Religious scholars agree bloodshed desecrates the Holy Land
Published: 2007-12-12
VATICAN CITY (CNS) -- While the political implications of saying the Holy Land is holy can be debated, a Catholic priest and a Jewish and a Muslim scholar agreed that the land is being desecrated by bloodshed, fighting and claims of exclusivity. The three speakers, who have worked together in Jerusalem, spoke about their religions' teachings about the land during a Dec. 11 conference sponsored by the Cardinal Bea Center for Judaic Studies at Rome's Pontifical Gregorian University.
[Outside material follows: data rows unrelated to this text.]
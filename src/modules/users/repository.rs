//! User persistence.
//!
//! Handlers and gates reach users only through [`UserRepository`], so the
//! HTTP layer can be exercised against [`InMemoryUserRepository`] without a
//! database.

use async_trait::async_trait;
use axum::http::StatusCode;
use lectern_models::users::{NewUser, UpdateProfileDto, User, UserCredentials, UserWithRoles};
use lectern_models::{Role, UserId};
use sqlx::{FromRow, PgPool};
use tracing::warn;

#[derive(Debug, thiserror::Error)]
pub enum RepositoryError {
    #[error("Username '{0}' is already taken")]
    UsernameTaken(String),

    #[error("Database error: {0}")]
    Database(#[from] sqlx::Error),
}

impl RepositoryError {
    pub fn status(&self) -> StatusCode {
        match self {
            RepositoryError::UsernameTaken(_) => StatusCode::CONFLICT,
            RepositoryError::Database(_) => StatusCode::INTERNAL_SERVER_ERROR,
        }
    }
}

#[async_trait]
pub trait UserRepository: Send + Sync + 'static {
    async fn find_by_id(&self, id: UserId) -> Result<Option<User>, RepositoryError>;

    /// Login lookup. Carries the stored password hash.
    async fn find_credentials(
        &self,
        username: &str,
    ) -> Result<Option<UserCredentials>, RepositoryError>;

    async fn roles_of(&self, id: UserId) -> Result<Vec<Role>, RepositoryError>;

    /// Inserts the user together with its initial role set.
    async fn create(&self, user: NewUser, roles: &[Role]) -> Result<User, RepositoryError>;

    async fn update_profile(
        &self,
        id: UserId,
        dto: &UpdateProfileDto,
    ) -> Result<Option<User>, RepositoryError>;

    /// Returns whether a user was deleted.
    async fn delete(&self, id: UserId) -> Result<bool, RepositoryError>;

    async fn list(&self) -> Result<Vec<UserWithRoles>, RepositoryError>;

    /// Replaces the user's role set. Returns `false` if the user does not exist.
    async fn set_roles(&self, id: UserId, roles: &[Role]) -> Result<bool, RepositoryError>;
}

const USER_COLUMNS: &str = "id, name, surname, username, created_at, updated_at";

fn parse_roles(names: Vec<String>) -> Vec<Role> {
    names
        .into_iter()
        .filter_map(|name| match name.parse::<Role>() {
            Ok(role) => Some(role),
            Err(e) => {
                warn!(error = %e, "Ignoring role unknown to this build");
                None
            }
        })
        .collect()
}

fn role_names(roles: &[Role]) -> Vec<String> {
    roles.iter().map(|r| r.as_str().to_string()).collect()
}

#[derive(Clone, Debug)]
pub struct PgUserRepository {
    db: PgPool,
}

impl PgUserRepository {
    pub fn new(db: PgPool) -> Self {
        Self { db }
    }
}

#[derive(FromRow)]
struct UserWithRoleNames {
    #[sqlx(flatten)]
    user: User,
    roles: Vec<String>,
}

#[async_trait]
impl UserRepository for PgUserRepository {
    async fn find_by_id(&self, id: UserId) -> Result<Option<User>, RepositoryError> {
        let user = sqlx::query_as::<_, User>(&format!(
            "SELECT {} FROM users WHERE id = $1",
            USER_COLUMNS
        ))
        .bind(id)
        .fetch_optional(&self.db)
        .await?;

        Ok(user)
    }

    async fn find_credentials(
        &self,
        username: &str,
    ) -> Result<Option<UserCredentials>, RepositoryError> {
        let credentials = sqlx::query_as::<_, UserCredentials>(
            "SELECT id, username, password FROM users WHERE username = $1",
        )
        .bind(username)
        .fetch_optional(&self.db)
        .await?;

        Ok(credentials)
    }

    async fn roles_of(&self, id: UserId) -> Result<Vec<Role>, RepositoryError> {
        let names = sqlx::query_scalar::<_, String>(
            "SELECT r.name FROM roles r
             JOIN user_roles ur ON ur.role_id = r.id
             WHERE ur.user_id = $1
             ORDER BY r.name",
        )
        .bind(id)
        .fetch_all(&self.db)
        .await?;

        Ok(parse_roles(names))
    }

    async fn create(&self, user: NewUser, roles: &[Role]) -> Result<User, RepositoryError> {
        let mut tx = self.db.begin().await?;

        let created = sqlx::query_as::<_, User>(&format!(
            "INSERT INTO users (name, surname, username, password)
             VALUES ($1, $2, $3, $4)
             ON CONFLICT (username) DO NOTHING
             RETURNING {}",
            USER_COLUMNS
        ))
        .bind(&user.name)
        .bind(&user.surname)
        .bind(&user.username)
        .bind(&user.password_hash)
        .fetch_optional(&mut *tx)
        .await?;

        let Some(created) = created else {
            tx.rollback().await?;
            return Err(RepositoryError::UsernameTaken(user.username));
        };

        sqlx::query(
            "INSERT INTO user_roles (user_id, role_id)
             SELECT $1, id FROM roles WHERE name = ANY($2)",
        )
        .bind(created.id)
        .bind(role_names(roles))
        .execute(&mut *tx)
        .await?;

        tx.commit().await?;

        Ok(created)
    }

    async fn update_profile(
        &self,
        id: UserId,
        dto: &UpdateProfileDto,
    ) -> Result<Option<User>, RepositoryError> {
        let user = sqlx::query_as::<_, User>(&format!(
            "UPDATE users SET name = $2, surname = $3, updated_at = NOW()
             WHERE id = $1
             RETURNING {}",
            USER_COLUMNS
        ))
        .bind(id)
        .bind(&dto.name)
        .bind(&dto.surname)
        .fetch_optional(&self.db)
        .await?;

        Ok(user)
    }

    async fn delete(&self, id: UserId) -> Result<bool, RepositoryError> {
        let result = sqlx::query("DELETE FROM users WHERE id = $1")
            .bind(id)
            .execute(&self.db)
            .await?;

        Ok(result.rows_affected() > 0)
    }

    async fn list(&self) -> Result<Vec<UserWithRoles>, RepositoryError> {
        let rows = sqlx::query_as::<_, UserWithRoleNames>(
            "SELECT u.id, u.name, u.surname, u.username, u.created_at, u.updated_at,
                    COALESCE(
                        array_agg(r.name ORDER BY r.name) FILTER (WHERE r.name IS NOT NULL),
                        '{}'
                    ) AS roles
             FROM users u
             LEFT JOIN user_roles ur ON ur.user_id = u.id
             LEFT JOIN roles r ON r.id = ur.role_id
             GROUP BY u.id
             ORDER BY u.id",
        )
        .fetch_all(&self.db)
        .await?;

        Ok(rows
            .into_iter()
            .map(|row| UserWithRoles {
                user: row.user,
                roles: parse_roles(row.roles),
            })
            .collect())
    }

    async fn set_roles(&self, id: UserId, roles: &[Role]) -> Result<bool, RepositoryError> {
        let mut tx = self.db.begin().await?;

        let exists = sqlx::query_scalar::<_, bool>("SELECT EXISTS(SELECT 1 FROM users WHERE id = $1)")
            .bind(id)
            .fetch_one(&mut *tx)
            .await?;

        if !exists {
            tx.rollback().await?;
            return Ok(false);
        }

        sqlx::query("DELETE FROM user_roles WHERE user_id = $1")
            .bind(id)
            .execute(&mut *tx)
            .await?;

        sqlx::query(
            "INSERT INTO user_roles (user_id, role_id)
             SELECT $1, id FROM roles WHERE name = ANY($2)",
        )
        .bind(id)
        .bind(role_names(roles))
        .execute(&mut *tx)
        .await?;

        tx.commit().await?;

        Ok(true)
    }
}

#[cfg(any(test, feature = "test-utils"))]
pub use memory::InMemoryUserRepository;

#[cfg(any(test, feature = "test-utils"))]
mod memory {
    use std::collections::{BTreeMap, BTreeSet};

    use chrono::Utc;
    use tokio::sync::Mutex;

    use super::*;

    struct StoredUser {
        user: User,
        password_hash: String,
        roles: BTreeSet<Role>,
    }

    #[derive(Default)]
    struct Inner {
        next_id: i64,
        users: BTreeMap<UserId, StoredUser>,
    }

    /// Map-backed repository for tests.
    #[derive(Default)]
    pub struct InMemoryUserRepository {
        inner: Mutex<Inner>,
    }

    impl InMemoryUserRepository {
        pub fn new() -> Self {
            Self::default()
        }
    }

    #[async_trait]
    impl UserRepository for InMemoryUserRepository {
        async fn find_by_id(&self, id: UserId) -> Result<Option<User>, RepositoryError> {
            let inner = self.inner.lock().await;
            Ok(inner.users.get(&id).map(|s| s.user.clone()))
        }

        async fn find_credentials(
            &self,
            username: &str,
        ) -> Result<Option<UserCredentials>, RepositoryError> {
            let inner = self.inner.lock().await;
            Ok(inner
                .users
                .values()
                .find(|s| s.user.username == username)
                .map(|s| UserCredentials {
                    id: s.user.id,
                    username: s.user.username.clone(),
                    password: s.password_hash.clone(),
                }))
        }

        async fn roles_of(&self, id: UserId) -> Result<Vec<Role>, RepositoryError> {
            let inner = self.inner.lock().await;
            Ok(inner
                .users
                .get(&id)
                .map(|s| s.roles.iter().copied().collect())
                .unwrap_or_default())
        }

        async fn create(&self, user: NewUser, roles: &[Role]) -> Result<User, RepositoryError> {
            let mut inner = self.inner.lock().await;
            if inner.users.values().any(|s| s.user.username == user.username) {
                return Err(RepositoryError::UsernameTaken(user.username));
            }

            inner.next_id += 1;
            let now = Utc::now();
            let created = User {
                id: UserId::new(inner.next_id),
                name: user.name,
                surname: user.surname,
                username: user.username,
                created_at: now,
                updated_at: now,
            };
            inner.users.insert(
                created.id,
                StoredUser {
                    user: created.clone(),
                    password_hash: user.password_hash,
                    roles: roles.iter().copied().collect(),
                },
            );

            Ok(created)
        }

        async fn update_profile(
            &self,
            id: UserId,
            dto: &UpdateProfileDto,
        ) -> Result<Option<User>, RepositoryError> {
            let mut inner = self.inner.lock().await;
            Ok(inner.users.get_mut(&id).map(|stored| {
                stored.user.name = dto.name.clone();
                stored.user.surname = dto.surname.clone();
                stored.user.updated_at = Utc::now();
                stored.user.clone()
            }))
        }

        async fn delete(&self, id: UserId) -> Result<bool, RepositoryError> {
            Ok(self.inner.lock().await.users.remove(&id).is_some())
        }

        async fn list(&self) -> Result<Vec<UserWithRoles>, RepositoryError> {
            let inner = self.inner.lock().await;
            Ok(inner
                .users
                .values()
                .map(|s| UserWithRoles {
                    user: s.user.clone(),
                    roles: s.roles.iter().copied().collect(),
                })
                .collect())
        }

        async fn set_roles(&self, id: UserId, roles: &[Role]) -> Result<bool, RepositoryError> {
            let mut inner = self.inner.lock().await;
            Ok(match inner.users.get_mut(&id) {
                Some(stored) => {
                    stored.roles = roles.iter().copied().collect();
                    true
                }
                None => false,
            })
        }
    }
}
Yehezkel Landau, who directs the "Building Abrahamic Partnerships" program at Hartford Seminary in Connecticut, said he believes "the holy land of Israel-Palestine is God's primary laboratory on earth for the practice of justice and loving kindness." Paulist Father Michael McGarry, director of the Tantur Ecumenical Institute in Jerusalem, emphasized the importance of Christians reflecting "on the place of the land of Israel and its meaning for the Jewish people." Mustafa Abu-Sway, director of the Islamic Research Center at Jerusalem's Al-Quds University, said that while most Muslims believe the Holy Land was given to them in a perpetual endowment in the seventh century, the only way he sees to resolve the competing claims over the territory is to emphasize "the primacy of human life over that of land."